Filter the entries for the string "fixed". Copy each line that has it.

(Extracted records)

*-*-*

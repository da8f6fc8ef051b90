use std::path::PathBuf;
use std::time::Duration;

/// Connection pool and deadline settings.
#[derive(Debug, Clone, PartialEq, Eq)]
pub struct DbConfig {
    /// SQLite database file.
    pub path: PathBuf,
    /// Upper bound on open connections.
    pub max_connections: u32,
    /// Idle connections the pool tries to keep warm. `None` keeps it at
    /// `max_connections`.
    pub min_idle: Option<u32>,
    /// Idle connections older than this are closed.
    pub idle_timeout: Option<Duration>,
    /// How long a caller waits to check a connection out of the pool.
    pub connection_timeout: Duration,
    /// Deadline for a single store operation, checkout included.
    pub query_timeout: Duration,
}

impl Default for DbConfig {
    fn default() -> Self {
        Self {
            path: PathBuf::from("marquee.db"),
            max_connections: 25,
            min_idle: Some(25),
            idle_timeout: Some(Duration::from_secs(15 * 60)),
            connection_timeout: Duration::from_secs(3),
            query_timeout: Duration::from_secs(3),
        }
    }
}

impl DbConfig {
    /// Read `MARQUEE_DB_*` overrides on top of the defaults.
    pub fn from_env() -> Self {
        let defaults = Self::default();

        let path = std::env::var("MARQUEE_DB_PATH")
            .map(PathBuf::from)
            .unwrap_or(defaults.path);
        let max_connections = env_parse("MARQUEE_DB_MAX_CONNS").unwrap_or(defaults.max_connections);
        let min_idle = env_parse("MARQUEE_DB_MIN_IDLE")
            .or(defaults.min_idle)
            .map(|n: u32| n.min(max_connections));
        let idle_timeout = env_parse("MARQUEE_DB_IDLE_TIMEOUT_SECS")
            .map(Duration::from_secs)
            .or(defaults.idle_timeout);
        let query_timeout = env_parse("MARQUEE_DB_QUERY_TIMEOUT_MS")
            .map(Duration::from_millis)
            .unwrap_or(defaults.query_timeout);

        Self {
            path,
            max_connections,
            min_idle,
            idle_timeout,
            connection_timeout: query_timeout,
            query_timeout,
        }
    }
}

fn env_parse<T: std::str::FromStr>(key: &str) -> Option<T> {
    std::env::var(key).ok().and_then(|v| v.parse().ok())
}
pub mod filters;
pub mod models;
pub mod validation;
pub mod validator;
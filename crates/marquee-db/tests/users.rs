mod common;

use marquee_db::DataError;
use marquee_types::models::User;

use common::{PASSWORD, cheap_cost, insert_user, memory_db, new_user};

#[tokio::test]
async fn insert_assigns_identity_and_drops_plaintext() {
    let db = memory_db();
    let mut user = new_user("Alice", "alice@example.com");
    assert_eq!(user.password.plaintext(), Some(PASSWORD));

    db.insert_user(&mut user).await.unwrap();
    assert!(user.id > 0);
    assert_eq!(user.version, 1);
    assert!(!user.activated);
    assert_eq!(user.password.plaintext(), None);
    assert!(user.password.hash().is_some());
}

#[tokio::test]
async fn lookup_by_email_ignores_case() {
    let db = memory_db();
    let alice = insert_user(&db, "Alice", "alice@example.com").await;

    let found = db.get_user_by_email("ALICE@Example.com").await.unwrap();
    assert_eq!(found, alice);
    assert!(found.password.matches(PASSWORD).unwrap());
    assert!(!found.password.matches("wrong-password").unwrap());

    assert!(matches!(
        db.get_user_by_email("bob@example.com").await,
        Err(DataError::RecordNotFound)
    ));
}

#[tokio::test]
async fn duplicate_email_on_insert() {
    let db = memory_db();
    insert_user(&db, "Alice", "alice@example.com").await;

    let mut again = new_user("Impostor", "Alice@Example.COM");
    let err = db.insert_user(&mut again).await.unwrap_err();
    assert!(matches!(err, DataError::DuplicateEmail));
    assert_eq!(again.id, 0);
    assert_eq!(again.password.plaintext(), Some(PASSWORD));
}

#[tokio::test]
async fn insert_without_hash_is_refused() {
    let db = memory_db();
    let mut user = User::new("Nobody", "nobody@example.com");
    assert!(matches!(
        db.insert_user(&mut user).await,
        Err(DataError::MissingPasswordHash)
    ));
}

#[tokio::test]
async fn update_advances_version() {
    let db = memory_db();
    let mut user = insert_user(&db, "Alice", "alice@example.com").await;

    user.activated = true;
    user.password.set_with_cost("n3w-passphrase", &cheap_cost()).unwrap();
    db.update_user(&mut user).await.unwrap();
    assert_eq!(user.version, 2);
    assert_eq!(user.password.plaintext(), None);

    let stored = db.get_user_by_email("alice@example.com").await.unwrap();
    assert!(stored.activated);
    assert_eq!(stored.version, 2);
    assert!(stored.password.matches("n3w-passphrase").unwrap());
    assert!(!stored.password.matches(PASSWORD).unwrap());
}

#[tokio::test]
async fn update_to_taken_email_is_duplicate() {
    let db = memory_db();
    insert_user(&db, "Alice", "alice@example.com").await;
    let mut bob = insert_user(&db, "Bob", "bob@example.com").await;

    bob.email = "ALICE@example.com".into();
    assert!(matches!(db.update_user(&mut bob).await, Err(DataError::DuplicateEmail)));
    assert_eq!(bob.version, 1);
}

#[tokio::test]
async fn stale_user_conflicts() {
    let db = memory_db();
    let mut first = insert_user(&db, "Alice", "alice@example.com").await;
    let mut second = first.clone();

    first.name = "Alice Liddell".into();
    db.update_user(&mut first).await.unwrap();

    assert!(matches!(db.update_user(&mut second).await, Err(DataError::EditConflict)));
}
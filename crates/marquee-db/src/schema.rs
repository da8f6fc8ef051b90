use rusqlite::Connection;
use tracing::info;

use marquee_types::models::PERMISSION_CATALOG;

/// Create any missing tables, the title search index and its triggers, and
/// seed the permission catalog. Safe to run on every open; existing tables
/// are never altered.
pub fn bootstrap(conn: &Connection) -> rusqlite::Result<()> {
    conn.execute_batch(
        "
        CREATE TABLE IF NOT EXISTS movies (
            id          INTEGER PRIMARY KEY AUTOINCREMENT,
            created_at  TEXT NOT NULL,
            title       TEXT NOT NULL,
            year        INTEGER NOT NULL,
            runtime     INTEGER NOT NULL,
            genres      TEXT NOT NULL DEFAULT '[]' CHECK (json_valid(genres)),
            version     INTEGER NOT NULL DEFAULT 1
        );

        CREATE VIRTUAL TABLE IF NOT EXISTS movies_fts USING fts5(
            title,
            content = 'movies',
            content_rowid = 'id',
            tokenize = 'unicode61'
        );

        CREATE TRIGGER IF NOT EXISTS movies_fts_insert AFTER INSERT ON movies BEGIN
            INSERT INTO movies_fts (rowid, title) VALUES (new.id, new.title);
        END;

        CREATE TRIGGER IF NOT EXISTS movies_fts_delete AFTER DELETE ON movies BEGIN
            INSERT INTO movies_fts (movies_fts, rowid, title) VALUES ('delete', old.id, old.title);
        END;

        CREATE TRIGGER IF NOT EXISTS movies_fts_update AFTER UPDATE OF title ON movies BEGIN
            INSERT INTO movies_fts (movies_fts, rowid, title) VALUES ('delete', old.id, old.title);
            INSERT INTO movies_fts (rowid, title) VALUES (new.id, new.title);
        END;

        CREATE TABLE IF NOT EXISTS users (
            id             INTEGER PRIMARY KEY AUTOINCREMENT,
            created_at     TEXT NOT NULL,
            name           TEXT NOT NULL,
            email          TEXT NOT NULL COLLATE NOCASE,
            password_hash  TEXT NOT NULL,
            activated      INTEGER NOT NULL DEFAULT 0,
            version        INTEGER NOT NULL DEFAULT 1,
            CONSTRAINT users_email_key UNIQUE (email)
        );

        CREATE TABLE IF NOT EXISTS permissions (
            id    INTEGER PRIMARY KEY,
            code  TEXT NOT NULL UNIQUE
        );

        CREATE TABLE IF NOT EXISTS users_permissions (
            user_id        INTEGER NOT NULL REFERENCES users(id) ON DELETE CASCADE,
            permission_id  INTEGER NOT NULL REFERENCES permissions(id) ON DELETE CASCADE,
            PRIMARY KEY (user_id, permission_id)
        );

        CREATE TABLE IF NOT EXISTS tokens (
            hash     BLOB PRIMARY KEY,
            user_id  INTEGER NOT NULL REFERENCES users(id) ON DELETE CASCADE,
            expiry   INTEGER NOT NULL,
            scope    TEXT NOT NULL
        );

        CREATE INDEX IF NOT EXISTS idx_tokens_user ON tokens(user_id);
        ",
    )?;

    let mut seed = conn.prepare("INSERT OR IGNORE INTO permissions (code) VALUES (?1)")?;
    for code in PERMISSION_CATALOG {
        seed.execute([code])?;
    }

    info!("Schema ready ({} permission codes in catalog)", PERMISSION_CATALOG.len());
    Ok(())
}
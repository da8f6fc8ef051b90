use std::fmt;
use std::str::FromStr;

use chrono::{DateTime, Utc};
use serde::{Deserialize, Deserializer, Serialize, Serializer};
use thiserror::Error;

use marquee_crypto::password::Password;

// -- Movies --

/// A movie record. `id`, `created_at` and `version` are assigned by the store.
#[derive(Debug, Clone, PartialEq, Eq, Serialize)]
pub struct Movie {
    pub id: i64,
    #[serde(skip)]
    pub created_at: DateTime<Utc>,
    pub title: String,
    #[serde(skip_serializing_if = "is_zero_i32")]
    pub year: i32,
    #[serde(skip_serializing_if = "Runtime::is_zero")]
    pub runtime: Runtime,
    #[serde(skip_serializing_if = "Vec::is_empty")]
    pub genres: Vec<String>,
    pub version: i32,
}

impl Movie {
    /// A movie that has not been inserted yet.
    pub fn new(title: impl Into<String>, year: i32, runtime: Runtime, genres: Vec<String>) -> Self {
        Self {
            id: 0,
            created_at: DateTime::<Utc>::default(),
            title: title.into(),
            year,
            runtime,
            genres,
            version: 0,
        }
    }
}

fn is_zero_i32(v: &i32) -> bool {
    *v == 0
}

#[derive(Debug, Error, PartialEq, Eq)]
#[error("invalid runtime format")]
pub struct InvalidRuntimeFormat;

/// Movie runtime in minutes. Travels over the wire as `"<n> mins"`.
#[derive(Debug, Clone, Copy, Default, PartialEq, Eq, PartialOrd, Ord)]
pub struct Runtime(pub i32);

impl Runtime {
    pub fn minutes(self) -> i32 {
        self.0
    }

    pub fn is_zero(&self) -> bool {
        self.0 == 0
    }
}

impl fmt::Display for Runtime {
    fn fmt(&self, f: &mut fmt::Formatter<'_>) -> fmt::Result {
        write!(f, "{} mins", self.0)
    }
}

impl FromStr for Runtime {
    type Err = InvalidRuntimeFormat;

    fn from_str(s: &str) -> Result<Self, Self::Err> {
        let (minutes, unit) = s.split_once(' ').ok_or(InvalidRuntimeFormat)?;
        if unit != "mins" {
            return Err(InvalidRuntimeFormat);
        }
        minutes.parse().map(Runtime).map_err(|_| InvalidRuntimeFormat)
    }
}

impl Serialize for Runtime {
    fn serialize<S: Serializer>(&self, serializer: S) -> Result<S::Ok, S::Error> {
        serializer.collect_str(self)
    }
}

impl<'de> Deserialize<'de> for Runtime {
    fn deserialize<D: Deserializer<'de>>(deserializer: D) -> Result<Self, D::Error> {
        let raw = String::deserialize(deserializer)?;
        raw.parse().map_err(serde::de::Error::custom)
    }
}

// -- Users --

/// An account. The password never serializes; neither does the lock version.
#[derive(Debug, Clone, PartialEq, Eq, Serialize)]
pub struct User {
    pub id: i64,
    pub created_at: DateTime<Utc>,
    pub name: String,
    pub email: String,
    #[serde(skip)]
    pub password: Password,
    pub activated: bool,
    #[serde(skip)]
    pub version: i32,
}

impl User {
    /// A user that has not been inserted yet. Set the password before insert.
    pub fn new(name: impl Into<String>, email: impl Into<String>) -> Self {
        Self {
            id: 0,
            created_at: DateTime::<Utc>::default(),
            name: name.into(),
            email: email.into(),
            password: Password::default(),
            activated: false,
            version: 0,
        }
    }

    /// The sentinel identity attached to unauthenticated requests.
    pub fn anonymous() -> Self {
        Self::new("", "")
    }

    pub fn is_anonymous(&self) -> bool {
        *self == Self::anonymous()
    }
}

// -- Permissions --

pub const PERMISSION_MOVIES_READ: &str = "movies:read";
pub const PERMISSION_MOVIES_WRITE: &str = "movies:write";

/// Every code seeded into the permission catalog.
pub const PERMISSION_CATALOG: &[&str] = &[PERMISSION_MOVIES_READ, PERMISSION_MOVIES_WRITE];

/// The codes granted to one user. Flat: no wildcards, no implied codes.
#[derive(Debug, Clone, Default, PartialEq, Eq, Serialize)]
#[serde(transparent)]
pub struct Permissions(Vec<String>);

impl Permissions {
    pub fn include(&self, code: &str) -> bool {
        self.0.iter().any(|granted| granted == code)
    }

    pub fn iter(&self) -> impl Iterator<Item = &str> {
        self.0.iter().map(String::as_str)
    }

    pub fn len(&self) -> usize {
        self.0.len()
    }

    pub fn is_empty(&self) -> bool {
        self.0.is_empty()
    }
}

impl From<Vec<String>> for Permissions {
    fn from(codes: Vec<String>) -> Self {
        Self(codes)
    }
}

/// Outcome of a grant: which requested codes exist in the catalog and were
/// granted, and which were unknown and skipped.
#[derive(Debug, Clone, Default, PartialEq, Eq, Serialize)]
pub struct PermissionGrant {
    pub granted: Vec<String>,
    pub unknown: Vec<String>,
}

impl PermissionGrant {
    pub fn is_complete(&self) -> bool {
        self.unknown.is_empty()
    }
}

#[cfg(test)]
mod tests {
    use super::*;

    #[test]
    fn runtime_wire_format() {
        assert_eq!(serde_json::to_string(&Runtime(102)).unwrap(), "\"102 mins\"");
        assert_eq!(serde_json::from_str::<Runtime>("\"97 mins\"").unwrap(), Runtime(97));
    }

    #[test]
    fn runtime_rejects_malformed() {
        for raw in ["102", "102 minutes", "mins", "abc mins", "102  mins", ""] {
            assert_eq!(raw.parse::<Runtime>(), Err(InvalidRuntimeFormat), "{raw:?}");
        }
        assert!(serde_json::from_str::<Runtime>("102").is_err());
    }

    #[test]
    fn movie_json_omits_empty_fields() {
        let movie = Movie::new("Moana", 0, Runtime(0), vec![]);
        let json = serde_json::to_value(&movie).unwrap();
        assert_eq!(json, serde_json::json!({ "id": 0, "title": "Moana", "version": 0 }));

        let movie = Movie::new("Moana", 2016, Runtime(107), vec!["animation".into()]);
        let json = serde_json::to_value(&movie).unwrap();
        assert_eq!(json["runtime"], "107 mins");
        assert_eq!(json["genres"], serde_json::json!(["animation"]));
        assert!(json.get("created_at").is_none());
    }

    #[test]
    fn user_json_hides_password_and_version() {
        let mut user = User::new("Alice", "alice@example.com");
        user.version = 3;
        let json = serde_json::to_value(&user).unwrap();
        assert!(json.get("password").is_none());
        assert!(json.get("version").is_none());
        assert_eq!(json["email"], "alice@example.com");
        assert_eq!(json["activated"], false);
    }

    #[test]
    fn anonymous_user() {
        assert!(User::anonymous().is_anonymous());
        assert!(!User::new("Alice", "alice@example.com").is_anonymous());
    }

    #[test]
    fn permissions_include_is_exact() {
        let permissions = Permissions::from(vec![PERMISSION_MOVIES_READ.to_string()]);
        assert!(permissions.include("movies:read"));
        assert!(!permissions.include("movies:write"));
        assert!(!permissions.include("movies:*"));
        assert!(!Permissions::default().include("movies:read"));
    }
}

*-*-*

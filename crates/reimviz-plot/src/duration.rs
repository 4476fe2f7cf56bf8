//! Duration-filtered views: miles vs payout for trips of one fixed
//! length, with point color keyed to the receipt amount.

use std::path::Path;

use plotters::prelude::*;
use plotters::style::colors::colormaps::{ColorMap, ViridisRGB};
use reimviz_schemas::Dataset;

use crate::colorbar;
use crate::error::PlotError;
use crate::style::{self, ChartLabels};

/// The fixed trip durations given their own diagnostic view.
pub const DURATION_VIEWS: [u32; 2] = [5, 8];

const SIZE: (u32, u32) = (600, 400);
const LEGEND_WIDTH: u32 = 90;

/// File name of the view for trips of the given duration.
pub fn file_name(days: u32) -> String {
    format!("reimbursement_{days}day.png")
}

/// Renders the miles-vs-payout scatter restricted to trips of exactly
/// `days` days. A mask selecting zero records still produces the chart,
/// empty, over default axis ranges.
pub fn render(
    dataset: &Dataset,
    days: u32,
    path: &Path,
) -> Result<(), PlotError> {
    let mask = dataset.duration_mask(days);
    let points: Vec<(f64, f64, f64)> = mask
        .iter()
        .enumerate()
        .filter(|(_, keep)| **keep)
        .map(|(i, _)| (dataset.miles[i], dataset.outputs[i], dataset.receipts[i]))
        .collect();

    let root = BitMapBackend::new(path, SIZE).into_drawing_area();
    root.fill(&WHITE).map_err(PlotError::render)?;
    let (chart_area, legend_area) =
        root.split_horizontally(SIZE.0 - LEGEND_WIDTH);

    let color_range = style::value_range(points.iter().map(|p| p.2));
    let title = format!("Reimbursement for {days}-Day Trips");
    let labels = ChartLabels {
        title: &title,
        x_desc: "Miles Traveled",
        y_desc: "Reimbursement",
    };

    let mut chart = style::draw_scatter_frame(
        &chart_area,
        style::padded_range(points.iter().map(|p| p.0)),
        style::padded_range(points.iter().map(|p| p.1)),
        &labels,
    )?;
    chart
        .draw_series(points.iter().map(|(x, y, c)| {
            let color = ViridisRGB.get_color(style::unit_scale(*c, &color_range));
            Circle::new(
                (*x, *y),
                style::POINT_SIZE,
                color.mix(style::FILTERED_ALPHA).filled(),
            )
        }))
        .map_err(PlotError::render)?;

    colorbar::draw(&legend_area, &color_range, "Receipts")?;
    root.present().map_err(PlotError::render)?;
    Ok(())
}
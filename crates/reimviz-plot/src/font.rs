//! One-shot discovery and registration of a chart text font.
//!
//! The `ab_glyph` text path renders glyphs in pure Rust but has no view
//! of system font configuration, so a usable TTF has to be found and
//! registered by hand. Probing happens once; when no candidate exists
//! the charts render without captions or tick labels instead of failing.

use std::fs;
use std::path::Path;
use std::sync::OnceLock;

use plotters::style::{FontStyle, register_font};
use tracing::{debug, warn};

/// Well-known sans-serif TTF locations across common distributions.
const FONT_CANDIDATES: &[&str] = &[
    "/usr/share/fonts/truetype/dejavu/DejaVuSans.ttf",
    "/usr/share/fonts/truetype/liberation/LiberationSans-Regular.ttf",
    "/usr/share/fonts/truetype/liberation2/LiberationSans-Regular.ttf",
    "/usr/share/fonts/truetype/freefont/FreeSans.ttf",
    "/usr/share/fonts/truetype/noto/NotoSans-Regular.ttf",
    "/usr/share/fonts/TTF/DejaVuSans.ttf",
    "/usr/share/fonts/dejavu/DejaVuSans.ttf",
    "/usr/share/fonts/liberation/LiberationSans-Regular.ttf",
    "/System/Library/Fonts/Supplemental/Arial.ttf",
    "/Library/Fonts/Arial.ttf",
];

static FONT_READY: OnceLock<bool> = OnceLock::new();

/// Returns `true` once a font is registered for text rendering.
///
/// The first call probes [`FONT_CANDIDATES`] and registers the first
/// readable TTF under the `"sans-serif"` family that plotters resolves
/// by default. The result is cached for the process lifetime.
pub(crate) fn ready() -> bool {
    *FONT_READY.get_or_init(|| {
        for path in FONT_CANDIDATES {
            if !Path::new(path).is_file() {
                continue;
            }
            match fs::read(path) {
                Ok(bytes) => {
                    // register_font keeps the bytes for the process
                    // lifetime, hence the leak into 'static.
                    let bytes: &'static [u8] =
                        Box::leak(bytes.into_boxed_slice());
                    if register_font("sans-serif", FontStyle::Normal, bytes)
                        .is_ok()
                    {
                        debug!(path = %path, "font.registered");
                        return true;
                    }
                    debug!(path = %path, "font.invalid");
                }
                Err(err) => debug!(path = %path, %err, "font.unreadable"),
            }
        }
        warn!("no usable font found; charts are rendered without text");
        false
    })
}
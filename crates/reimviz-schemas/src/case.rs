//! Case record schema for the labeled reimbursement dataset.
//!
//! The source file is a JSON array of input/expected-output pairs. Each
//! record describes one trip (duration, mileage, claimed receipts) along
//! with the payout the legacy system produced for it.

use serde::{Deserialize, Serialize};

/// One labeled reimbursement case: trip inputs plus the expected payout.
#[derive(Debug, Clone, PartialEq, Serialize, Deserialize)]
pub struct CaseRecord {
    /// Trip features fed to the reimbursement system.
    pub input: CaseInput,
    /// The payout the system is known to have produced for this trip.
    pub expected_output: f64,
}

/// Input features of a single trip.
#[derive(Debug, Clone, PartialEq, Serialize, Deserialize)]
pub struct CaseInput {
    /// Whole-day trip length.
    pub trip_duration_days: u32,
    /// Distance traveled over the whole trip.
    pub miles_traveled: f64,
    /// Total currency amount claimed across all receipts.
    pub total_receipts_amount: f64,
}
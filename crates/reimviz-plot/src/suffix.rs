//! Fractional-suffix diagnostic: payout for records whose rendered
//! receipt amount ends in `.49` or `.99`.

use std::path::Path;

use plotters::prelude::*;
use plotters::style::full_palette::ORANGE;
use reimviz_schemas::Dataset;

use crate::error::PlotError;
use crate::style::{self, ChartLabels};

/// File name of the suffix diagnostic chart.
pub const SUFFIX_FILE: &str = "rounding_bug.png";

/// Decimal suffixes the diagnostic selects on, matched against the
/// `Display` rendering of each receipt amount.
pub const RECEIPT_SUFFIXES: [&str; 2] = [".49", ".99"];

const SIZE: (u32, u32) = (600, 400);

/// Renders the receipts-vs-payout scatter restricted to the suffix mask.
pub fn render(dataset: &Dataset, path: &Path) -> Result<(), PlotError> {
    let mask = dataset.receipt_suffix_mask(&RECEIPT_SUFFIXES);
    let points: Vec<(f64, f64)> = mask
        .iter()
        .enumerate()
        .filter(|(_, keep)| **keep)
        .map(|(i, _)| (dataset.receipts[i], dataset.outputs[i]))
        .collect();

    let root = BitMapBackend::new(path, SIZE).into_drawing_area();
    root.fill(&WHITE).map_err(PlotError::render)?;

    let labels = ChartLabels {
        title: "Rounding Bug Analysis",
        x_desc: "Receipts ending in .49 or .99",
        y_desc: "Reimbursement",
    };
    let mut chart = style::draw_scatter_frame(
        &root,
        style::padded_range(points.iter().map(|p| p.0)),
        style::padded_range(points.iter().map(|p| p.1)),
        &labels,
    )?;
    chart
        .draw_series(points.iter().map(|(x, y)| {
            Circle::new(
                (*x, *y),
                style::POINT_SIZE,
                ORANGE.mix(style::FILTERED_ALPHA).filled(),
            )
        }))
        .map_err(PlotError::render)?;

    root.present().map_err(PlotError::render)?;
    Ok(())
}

*-*-*

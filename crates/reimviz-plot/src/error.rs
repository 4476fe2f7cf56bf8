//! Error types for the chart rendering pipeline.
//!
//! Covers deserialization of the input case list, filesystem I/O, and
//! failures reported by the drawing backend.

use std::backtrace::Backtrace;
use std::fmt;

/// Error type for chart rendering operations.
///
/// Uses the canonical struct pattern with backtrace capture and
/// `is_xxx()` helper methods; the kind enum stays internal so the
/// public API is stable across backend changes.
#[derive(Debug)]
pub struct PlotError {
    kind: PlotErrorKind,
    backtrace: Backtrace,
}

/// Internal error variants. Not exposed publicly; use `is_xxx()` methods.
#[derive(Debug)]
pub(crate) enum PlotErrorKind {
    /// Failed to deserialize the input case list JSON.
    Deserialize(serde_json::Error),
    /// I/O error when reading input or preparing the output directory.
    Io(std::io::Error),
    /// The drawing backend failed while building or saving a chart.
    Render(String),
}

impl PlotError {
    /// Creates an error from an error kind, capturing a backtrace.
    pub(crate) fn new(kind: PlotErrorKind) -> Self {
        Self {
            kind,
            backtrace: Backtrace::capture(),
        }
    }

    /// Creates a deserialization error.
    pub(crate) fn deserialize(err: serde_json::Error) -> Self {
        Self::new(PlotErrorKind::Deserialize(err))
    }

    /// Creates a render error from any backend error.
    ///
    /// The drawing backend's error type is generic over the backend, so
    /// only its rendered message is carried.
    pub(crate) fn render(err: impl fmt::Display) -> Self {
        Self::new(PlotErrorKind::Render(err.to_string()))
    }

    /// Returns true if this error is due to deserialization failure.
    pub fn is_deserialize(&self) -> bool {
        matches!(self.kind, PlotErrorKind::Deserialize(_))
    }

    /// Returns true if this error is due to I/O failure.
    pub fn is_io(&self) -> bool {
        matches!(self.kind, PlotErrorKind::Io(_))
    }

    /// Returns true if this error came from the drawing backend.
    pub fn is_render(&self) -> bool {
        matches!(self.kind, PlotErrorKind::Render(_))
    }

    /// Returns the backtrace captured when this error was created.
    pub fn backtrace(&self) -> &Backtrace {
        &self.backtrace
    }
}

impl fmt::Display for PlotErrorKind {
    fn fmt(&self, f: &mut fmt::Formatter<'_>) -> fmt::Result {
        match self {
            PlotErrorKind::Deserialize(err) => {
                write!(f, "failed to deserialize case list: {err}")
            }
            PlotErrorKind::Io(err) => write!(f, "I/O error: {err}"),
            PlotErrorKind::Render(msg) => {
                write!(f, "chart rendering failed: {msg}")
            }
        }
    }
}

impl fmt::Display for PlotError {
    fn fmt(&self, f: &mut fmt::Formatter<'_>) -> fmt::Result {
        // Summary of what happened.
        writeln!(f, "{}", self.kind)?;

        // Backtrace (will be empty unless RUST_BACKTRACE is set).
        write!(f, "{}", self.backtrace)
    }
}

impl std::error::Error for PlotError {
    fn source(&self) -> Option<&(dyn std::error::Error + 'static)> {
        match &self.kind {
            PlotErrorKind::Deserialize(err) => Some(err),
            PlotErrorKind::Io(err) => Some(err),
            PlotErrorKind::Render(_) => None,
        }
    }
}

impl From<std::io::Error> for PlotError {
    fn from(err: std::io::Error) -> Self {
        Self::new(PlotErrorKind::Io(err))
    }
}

*-*-*

→ **Solved exercise**
//! Duration-filtered views: miles vs payout for trips of one fixed
/// The fixed trip durations given their own diagnostic view.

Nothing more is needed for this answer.